Time is precious.
Calendars are full.
But, not so full, not so precious, that you should not carve out some corners in your schedules for some content-driven thought.
If your leadership team is only meeting about “what are our problems this week?,” then you will never take a bigger-picture look at what you should be focusing on.
Enter the Book Briefing.
Since April, 1998, Karl Krayer and I have been reading the best business books, and presenting synopses (briefings) of these books. Once a month, two books every month, for 16 ½ years.
For each presentation, we use our comprehensive, multi-page handouts to accompany our presentations. And, after years of refining these, we have added a “My Personal Action Plan” worksheet exercise at the end of each presentation. In other words, if you attend, pay attention, and listen, and commit to follow through, you can leave with some tangible steps to put into practice.
Over the course of these years, we’ve seen key patterns emerge. And I have developed a couple of visuals to capture those patterns.
How could our sessions be useful to your leadership team?
Companies and organizations have discovered that a book briefing is a very good way to help their leadership team “think about the bigger-picture issues.” And, we have presented these in two ways. First, in a systematic learning schedule. (Kind of a leadership team up-to-date curriculum of the best business thinking). AND, we have presented these for leadership teams when they realize “we’ve got a problem; we need a briefing on this issue.”

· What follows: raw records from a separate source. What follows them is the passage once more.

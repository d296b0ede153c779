use std::collections::{HashMap, VecDeque};

use parking_lot::Mutex;

use super::Producer;
use crate::ChannelId;

#[derive(Debug, Default)]
struct Script {
    queued: VecDeque<Option<f64>>,
    fallback: Option<f64>,
    calls: usize,
}

/// Deterministic producer for tests and scripted runs.
///
/// Each channel replays its queued readings in order; once the queue is
/// drained it keeps returning its fallback (unavailable unless set).
#[derive(Debug, Default)]
pub struct ScriptedProducer {
    scripts: Mutex<HashMap<ChannelId, Script>>,
}

impl ScriptedProducer {
    pub fn new() -> Self {
        Self::default()
    }

    /// Always returns `value` for `channel` once its queue is empty.
    pub fn with_constant(
        self,
        channel: ChannelId,
        value: f64,
    ) -> Self {
        self.set_fallback(channel, Some(value));
        self
    }

    pub fn with_readings(
        self,
        channel: ChannelId,
        readings: impl IntoIterator<Item = Option<f64>>,
    ) -> Self {
        for reading in readings {
            self.push(channel, reading);
        }
        self
    }

    pub fn push(
        &self,
        channel: ChannelId,
        reading: Option<f64>,
    ) {
        self.scripts.lock().entry(channel).or_default().queued.push_back(reading);
    }

    pub fn set_fallback(
        &self,
        channel: ChannelId,
        fallback: Option<f64>,
    ) {
        self.scripts.lock().entry(channel).or_default().fallback = fallback;
    }

    /// How many times `channel` has been read.
    pub fn calls(
        &self,
        channel: ChannelId,
    ) -> usize {
        self.scripts.lock().get(&channel).map_or(0, |s| s.calls)
    }
}

impl Producer for ScriptedProducer {
    fn read(
        &self,
        channel: ChannelId,
    ) -> Option<f64> {
        let mut scripts = self.scripts.lock();
        let script = scripts.entry(channel).or_default();
        script.calls += 1;
        script.queued.pop_front().unwrap_or(script.fallback)
    }
}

A few of these have become the “beginning” of more extended training sessions. For example, we combine a briefing of the book Decisive by Chip Heath and Dan Heath into a longer session on making better decisions.
So, take a good look at these two visuals The first one is one I created that captures the themes and issues that leadership teams face in thinking about their over-all challenges. (I summarize each of these “bubbles’ in my e-book, 12 Vital Signs of Organizational Health, available from Amazon).

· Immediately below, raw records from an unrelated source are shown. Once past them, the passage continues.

//! Assembles a [`HierarchyController`] from a [`TierConfig`].
//!
//! Every collaborator has a default picked from the configuration
//! (monotonic clock, medium backend, simulated producer) and can be
//! overridden before `build()`.
//!
//! ```ignore
//! let controller = TierBuilder::new(config)
//!     .producer(my_sensors)
//!     .build()?;
//! ```

use std::sync::Arc;

use tokio::sync::watch;
use tokio::task::JoinHandle;
use tracing::info;

use crate::async_task::spawn_task;
use crate::constants::SIMULATED_UNAVAILABLE_RATE;
use crate::metrics;
use crate::time::{Clock, MonotonicClock};
use crate::{
    Cache, ChannelRegistry, DurableStore, HierarchyController, Medium, MediumBackend, MemoryMedium, Producer, Result,
    SimulatedProducer, SledMedium, TierConfig,
};

pub struct TierBuilder {
    config: TierConfig,
    clock: Option<Arc<dyn Clock>>,
    medium: Option<Box<dyn Medium>>,
    producer: Option<Box<dyn Producer>>,
}

impl TierBuilder {
    /// `config` is expected to be validated already.
    pub fn new(config: TierConfig) -> Self {
        Self {
            config,
            clock: None,
            medium: None,
            producer: None,
        }
    }

    pub fn clock(
        mut self,
        clock: Arc<dyn Clock>,
    ) -> Self {
        self.clock = Some(clock);
        self
    }

    pub fn medium(
        mut self,
        medium: impl Medium,
    ) -> Self {
        self.medium = Some(Box::new(medium));
        self
    }

    pub fn producer(
        mut self,
        producer: impl Producer,
    ) -> Self {
        self.producer = Some(Box::new(producer));
        self
    }

    pub fn config(&self) -> &TierConfig {
        &self.config
    }

    /// Builds the controller, opening the configured medium if none was given.
    ///
    /// # Errors
    /// Sled open failures and channel layouts that do not fit the medium.
    pub fn build(self) -> Result<HierarchyController> {
        let TierConfig { cache, store, channels, .. } = &self.config;
        let registry = ChannelRegistry::from_config(channels);
        let clock = self.clock.unwrap_or_else(|| Arc::new(MonotonicClock::new()));

        let medium: Box<dyn Medium> = match self.medium {
            Some(medium) => medium,
            None => match store.backend {
                MediumBackend::Memory => Box::new(MemoryMedium::with_pages(store.page_size, store.total_pages)),
                MediumBackend::Sled => Box::new(SledMedium::open(&store.db_dir, store.capacity())?),
            },
        };

        let producer = self
            .producer
            .unwrap_or_else(|| Box::new(SimulatedProducer::new(&registry, SIMULATED_UNAVAILABLE_RATE)));

        let durable = DurableStore::new(medium, &registry, store.page_size, store.ttl_ms, clock.clone())?;
        let volatile = Cache::new(cache.capacity, cache.ttl_ms, clock.clone());
        info!(
            "hierarchy ready: {} channels, cache {} entries / {}ms, store {:?} / {}ms",
            registry.len(),
            cache.capacity,
            cache.ttl_ms,
            store.backend,
            store.ttl_ms
        );

        Ok(HierarchyController::new(registry, volatile, durable, producer, clock))
    }
}

/// Launches the Prometheus endpoint when monitoring is enabled.
pub fn start_metrics_server(
    config: &TierConfig,
    shutdown_signal: watch::Receiver<()>,
) -> Option<JoinHandle<()>> {
    if !config.monitoring.prometheus_enabled {
        return None;
    }
    let addr = config.monitoring.socket_addr();
    Some(spawn_task("metrics_server", move || async move {
        metrics::start_server(addr, shutdown_signal).await;
        Ok(())
    }))
}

And, here is my latest visual. Think of this as a “Leadership Team Big-Picture Flow Chart.” Your team could schedule a book briefing, and either conclude “we’ve nailed this one in our organization,” or, “we’ve got work to do on this one. Help us do this work.” Again, take a good look.
This chart shows the value our book briefings can bring to your leadership team. But, whether you use book briefings, or some other “let’s take a look at the big-picture” approach with some other kind of content, this chart reveals your challenge. It does little good to be ignorant of your current over-all health. It does little good to have a session, realize “we need to work on this,” and then not work on it until you solve it.
I have found that a book briefing is an effective tool to help you think about the issues you face, but all too frequently “ignore.”